Nevertheless, the strong anti-intellectual streak in the United States seems to go beyond our refusal to educate everyone equally. Political candidates who are well-educated are made fun of. Institutions such as Harvard and Princeton are reviled for being "liberal," and students who pursue liberal arts degrees are looked down on as participants in pure folly, destined to live useless professional lives.

Most shocking is the number of students in our colleges and universities who not only say they have never read a book, but who boast about it. If they have never read a book, how did they get into a university? I meet adolescents--fairly bright adolescents--in my work who say they do not read at all (fortunately, I also meet many who love to read).

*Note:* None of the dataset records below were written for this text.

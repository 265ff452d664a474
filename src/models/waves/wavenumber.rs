//! Wavenumber `ν̃` from wavelength, frequency or photon energy.
//!
//! Besides the wavenumber itself, the output reports the equivalent
//! wavelength (nm), frequency (THz) and photon energy (eV).

mod core;

pub use self::core::{Line, Source};

use thiserror::Error;
use twine_core::Model;

use crate::support::{
    constraint::StrictlyPositive,
    format::NumberFormat,
    input::{Field, InputError},
    recipe::{Reading, Recipe},
    units::{EnergyUnit, FrequencyUnit, LengthUnit, WavenumberUnit},
};

/// Wavenumber calculator.
#[derive(Debug, Clone, Copy, Default)]
pub struct WavenumberCalculator {
    pub format: NumberFormat,
}

/// The one input the chosen method needs.
#[derive(Debug, Clone, PartialEq, Eq)]
pub enum WavenumberInput {
    Wavelength(Field<LengthUnit>),
    Frequency(Field<FrequencyUnit>),
    Energy(Field<EnergyUnit>),
}

#[derive(Debug, Clone, PartialEq, Eq)]
pub struct WavenumberForm {
    pub input: WavenumberInput,
    pub unit: WavenumberUnit,
}

impl Default for WavenumberForm {
    fn default() -> Self {
        Self {
            input: WavenumberInput::Wavelength(Field::new("", LengthUnit::Nanometer)),
            unit: WavenumberUnit::PerCentimeter,
        }
    }
}

#[derive(Debug, Clone, PartialEq)]
pub struct WavenumberOutput {
    pub line: Line,
    pub wavenumber: Reading,
    pub wavelength: Reading,
    pub frequency: Reading,
    pub photon_energy: Reading,
    pub steps: Recipe,
}

#[derive(Debug, Clone, PartialEq, Error)]
pub enum WavenumberError {
    #[error(transparent)]
    Input(#[from] InputError),
}

impl Model for WavenumberCalculator {
    type Input = WavenumberForm;
    type Output = WavenumberOutput;
    type Error = WavenumberError;

    fn call(&self, input: &Self::Input) -> Result<Self::Output, Self::Error> {
        let fmt = &self.format;

        let (source, formula, given) = match &input.input {
            WavenumberInput::Wavelength(field) => {
                let value = field.required::<StrictlyPositive>("wavelength")?;
                let given = Reading::of(value.into_inner(), field.unit, fmt);
                (Source::Wavelength(value), "ν̃ = 1/λ", format!("1/{given}"))
            }
            WavenumberInput::Frequency(field) => {
                let value = field.required::<StrictlyPositive>("frequency")?;
                let given = Reading::of(value.into_inner(), field.unit, fmt);
                (Source::Frequency(value), "ν̃ = f/c", format!("{given} / c"))
            }
            WavenumberInput::Energy(field) => {
                let value = field.required::<StrictlyPositive>("energy")?;
                let given = Reading::of(value.into_inner(), field.unit, fmt);
                (Source::Energy(value), "ν̃ = E/(hc)", format!("{given} / (hc)"))
            }
        };

        let line = Line::new(source);
        let wavenumber = Reading::of(line.wavenumber, input.unit, fmt);

        let mut steps = Recipe::new();
        steps.push(format!("{formula} = {given} = {wavenumber}"));

        tracing::debug!(per_meter = line.wavenumber.value, "wavenumber computed");

        Ok(WavenumberOutput {
            line,
            wavenumber,
            wavelength: Reading::of(line.wavelength, LengthUnit::Nanometer, fmt),
            frequency: Reading::of(line.frequency, FrequencyUnit::Terahertz, fmt),
            photon_energy: Reading::of(line.photon_energy, EnergyUnit::Electronvolt, fmt),
            steps,
        })
    }
}

#[cfg(test)]
mod tests {
    use super::*;

    use approx::assert_relative_eq;

    fn calc(input: WavenumberInput) -> Result<WavenumberOutput, WavenumberError> {
        WavenumberCalculator::default().call(&WavenumberForm {
            input,
            unit: WavenumberUnit::PerCentimeter,
        })
    }

    #[test]
    fn from_wavelength() {
        let out = calc(WavenumberInput::Wavelength(Field::new("500", LengthUnit::Nanometer))).unwrap();
        assert_eq!(out.wavenumber.to_string(), "20000 cm⁻¹");
        assert_eq!(out.steps.to_string(), "ν̃ = 1/λ = 1/500 nm = 20000 cm⁻¹");
        assert_relative_eq!(out.wavelength.value, 500.0, max_relative = 1e-12);
    }

    #[test]
    fn from_frequency() {
        let out = calc(WavenumberInput::Frequency(Field::new("1", FrequencyUnit::Terahertz))).unwrap();
        assert_relative_eq!(out.wavenumber.value, 33.356_409_52, max_relative = 1e-9);
    }

    #[test]
    fn from_energy() {
        let out = calc(WavenumberInput::Energy(Field::new("1", EnergyUnit::Electronvolt))).unwrap();
        assert_relative_eq!(out.wavenumber.value, 8065.543_937, max_relative = 1e-9);
        assert_relative_eq!(out.photon_energy.value, 1.0, max_relative = 1e-12);
    }

    #[test]
    fn rejects_blank_and_non_positive() {
        assert_eq!(
            calc(WavenumberInput::Energy(Field::new("", EnergyUnit::Joule))),
            Err(WavenumberError::Input(InputError::Missing { field: "energy" }))
        );
        assert!(matches!(
            calc(WavenumberInput::Wavelength(Field::new("-1", LengthUnit::Meter))),
            Err(WavenumberError::Input(InputError::Constraint {
                field: "wavelength",
                ..
            }))
        ));
    }
}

Appropriate grammar and syntax have almost departed the English language; even on National Public Radio, the errors are numerous. The frame of reference is a forgotten institution: People seem to me to have little sense of historical context. Every new film, every new political event, every new social trend is viewed as though it has no precedent, as though it hangs alone in the scheme of things.

Americans show continuing signs of ignorance. Ignorance about history, about their own language, about other cultures, about current events, and--most dangerous of all--ignorant about the of mechanics of logic and reasoning, and of the very process of critical thinking. It is getting harder and harder to have a discussion or debate about anything because logical fallacies have taken over almost any rhetoric about anything.

I do not think this worship of ignorance began with religion--I'm not sure how it began--but some religious groups have now exploited it. Once they got their foot in the door of the classroom, they introduced everything from abstinence programs that teach the inferiority of women to "intelligent design."

Then there is that common American response to almost eveything: "I'm too busy." Too busy to read, too busy to keep up with current events, too busy to do fact-finding, to busy to respond to art.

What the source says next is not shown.